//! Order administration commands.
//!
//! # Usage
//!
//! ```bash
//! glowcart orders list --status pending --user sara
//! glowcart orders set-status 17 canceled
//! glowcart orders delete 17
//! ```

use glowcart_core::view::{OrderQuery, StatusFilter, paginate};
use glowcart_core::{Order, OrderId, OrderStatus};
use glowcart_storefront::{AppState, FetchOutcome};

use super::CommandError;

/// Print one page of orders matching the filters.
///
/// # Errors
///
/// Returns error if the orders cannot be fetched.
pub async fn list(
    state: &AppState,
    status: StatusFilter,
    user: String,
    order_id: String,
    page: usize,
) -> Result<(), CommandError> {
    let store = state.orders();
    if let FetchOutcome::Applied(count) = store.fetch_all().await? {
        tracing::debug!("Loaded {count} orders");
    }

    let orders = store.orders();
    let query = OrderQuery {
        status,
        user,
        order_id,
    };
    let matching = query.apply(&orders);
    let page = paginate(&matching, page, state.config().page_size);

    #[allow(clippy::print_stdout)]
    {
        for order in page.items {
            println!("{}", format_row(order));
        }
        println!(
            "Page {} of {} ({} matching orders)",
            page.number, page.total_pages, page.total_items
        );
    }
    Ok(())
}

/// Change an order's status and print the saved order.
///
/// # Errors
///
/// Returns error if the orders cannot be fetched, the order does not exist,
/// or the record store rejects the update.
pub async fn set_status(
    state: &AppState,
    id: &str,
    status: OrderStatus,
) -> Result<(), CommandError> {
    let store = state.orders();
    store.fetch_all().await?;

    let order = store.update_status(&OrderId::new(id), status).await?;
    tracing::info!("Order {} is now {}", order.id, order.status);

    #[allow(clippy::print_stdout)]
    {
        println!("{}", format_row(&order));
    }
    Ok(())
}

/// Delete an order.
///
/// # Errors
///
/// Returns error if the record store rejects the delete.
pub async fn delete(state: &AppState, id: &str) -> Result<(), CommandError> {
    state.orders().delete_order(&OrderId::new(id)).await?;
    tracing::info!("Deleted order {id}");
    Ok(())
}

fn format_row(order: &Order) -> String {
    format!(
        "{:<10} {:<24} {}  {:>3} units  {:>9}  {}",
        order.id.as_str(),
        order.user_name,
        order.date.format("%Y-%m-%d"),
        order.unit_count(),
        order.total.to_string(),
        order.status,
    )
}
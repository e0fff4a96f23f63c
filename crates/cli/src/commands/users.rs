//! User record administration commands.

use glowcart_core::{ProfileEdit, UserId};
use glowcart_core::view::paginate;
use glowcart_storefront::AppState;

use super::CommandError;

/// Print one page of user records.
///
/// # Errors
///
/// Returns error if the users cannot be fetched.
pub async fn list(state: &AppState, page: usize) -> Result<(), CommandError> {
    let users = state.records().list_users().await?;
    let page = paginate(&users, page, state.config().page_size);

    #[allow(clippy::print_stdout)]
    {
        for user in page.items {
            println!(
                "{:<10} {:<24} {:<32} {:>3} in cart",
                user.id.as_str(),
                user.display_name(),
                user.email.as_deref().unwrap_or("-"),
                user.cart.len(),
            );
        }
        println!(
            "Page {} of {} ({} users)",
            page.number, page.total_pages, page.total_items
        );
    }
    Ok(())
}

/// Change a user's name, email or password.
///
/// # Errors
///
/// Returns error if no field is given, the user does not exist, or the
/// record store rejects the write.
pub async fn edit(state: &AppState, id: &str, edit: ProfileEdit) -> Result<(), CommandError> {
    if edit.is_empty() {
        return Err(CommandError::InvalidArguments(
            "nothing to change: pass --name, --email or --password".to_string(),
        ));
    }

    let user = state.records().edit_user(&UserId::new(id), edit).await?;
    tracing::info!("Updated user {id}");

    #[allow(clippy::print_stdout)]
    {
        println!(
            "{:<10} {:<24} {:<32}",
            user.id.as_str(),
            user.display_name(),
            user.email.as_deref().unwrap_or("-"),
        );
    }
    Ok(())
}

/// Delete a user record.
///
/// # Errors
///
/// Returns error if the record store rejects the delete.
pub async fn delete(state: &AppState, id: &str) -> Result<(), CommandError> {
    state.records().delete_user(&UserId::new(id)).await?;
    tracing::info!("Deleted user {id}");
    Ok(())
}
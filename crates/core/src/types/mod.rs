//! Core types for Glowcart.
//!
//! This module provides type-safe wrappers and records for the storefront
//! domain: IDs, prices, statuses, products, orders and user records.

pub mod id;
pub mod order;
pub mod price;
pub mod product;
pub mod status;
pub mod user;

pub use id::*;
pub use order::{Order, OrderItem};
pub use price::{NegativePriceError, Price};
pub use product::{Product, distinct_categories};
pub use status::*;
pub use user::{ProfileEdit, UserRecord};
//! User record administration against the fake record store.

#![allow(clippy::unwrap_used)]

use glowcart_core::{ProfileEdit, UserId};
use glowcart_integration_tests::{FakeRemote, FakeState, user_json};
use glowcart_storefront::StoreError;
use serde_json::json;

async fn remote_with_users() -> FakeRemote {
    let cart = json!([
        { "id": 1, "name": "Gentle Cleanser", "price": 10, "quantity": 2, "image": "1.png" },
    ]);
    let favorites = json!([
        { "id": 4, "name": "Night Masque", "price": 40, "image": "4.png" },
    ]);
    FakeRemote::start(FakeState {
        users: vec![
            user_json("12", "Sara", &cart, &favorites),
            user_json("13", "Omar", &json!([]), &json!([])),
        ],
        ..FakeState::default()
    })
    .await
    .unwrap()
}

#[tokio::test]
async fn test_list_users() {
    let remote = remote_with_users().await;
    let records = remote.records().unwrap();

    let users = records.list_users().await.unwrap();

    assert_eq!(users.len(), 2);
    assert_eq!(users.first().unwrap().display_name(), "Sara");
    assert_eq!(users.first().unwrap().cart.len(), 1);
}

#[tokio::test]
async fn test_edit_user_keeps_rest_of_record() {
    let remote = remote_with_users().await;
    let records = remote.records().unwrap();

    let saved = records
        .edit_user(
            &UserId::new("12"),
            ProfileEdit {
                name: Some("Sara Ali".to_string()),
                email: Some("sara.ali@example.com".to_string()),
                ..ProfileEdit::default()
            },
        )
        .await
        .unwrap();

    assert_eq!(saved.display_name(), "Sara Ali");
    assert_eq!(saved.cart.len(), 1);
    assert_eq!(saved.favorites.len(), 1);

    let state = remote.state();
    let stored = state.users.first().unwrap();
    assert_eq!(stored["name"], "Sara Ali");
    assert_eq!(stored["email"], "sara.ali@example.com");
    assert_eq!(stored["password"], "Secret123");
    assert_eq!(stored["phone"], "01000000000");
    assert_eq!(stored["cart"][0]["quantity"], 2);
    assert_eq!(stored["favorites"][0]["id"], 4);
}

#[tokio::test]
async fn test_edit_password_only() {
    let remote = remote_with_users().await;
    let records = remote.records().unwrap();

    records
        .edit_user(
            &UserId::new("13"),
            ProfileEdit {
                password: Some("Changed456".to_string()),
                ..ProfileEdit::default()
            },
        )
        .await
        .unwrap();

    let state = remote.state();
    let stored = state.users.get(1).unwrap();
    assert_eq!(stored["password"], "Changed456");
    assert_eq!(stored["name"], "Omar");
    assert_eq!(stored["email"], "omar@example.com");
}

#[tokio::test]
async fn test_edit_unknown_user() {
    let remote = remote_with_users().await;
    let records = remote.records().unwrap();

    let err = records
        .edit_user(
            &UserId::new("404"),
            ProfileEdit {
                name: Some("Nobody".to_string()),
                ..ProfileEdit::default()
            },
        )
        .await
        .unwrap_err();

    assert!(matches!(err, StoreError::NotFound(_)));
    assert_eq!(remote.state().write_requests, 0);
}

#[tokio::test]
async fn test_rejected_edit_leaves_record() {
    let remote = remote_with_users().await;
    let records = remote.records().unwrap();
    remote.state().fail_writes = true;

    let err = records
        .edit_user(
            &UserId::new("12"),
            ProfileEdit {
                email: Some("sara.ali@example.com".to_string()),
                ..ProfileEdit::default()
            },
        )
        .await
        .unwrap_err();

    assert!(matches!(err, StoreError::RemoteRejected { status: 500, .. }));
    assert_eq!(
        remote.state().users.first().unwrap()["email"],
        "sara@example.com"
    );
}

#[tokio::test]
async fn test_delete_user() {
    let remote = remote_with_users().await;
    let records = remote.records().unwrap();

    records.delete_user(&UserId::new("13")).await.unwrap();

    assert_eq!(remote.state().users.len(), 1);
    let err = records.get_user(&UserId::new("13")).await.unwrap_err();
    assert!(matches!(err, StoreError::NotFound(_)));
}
● ● ● ● ●
> _YOUR INSTRUCTIONS_
Search the records above for the string "paginate". Copy every line that contains it.

> _ANSWER SECTION_
use glowcart_core::view::{OrderQuery, StatusFilter, paginate};
    let page = paginate(&matching, page, state.config().page_size);
use glowcart_core::view::paginate;
    let page = paginate(&users, page, state.config().page_size);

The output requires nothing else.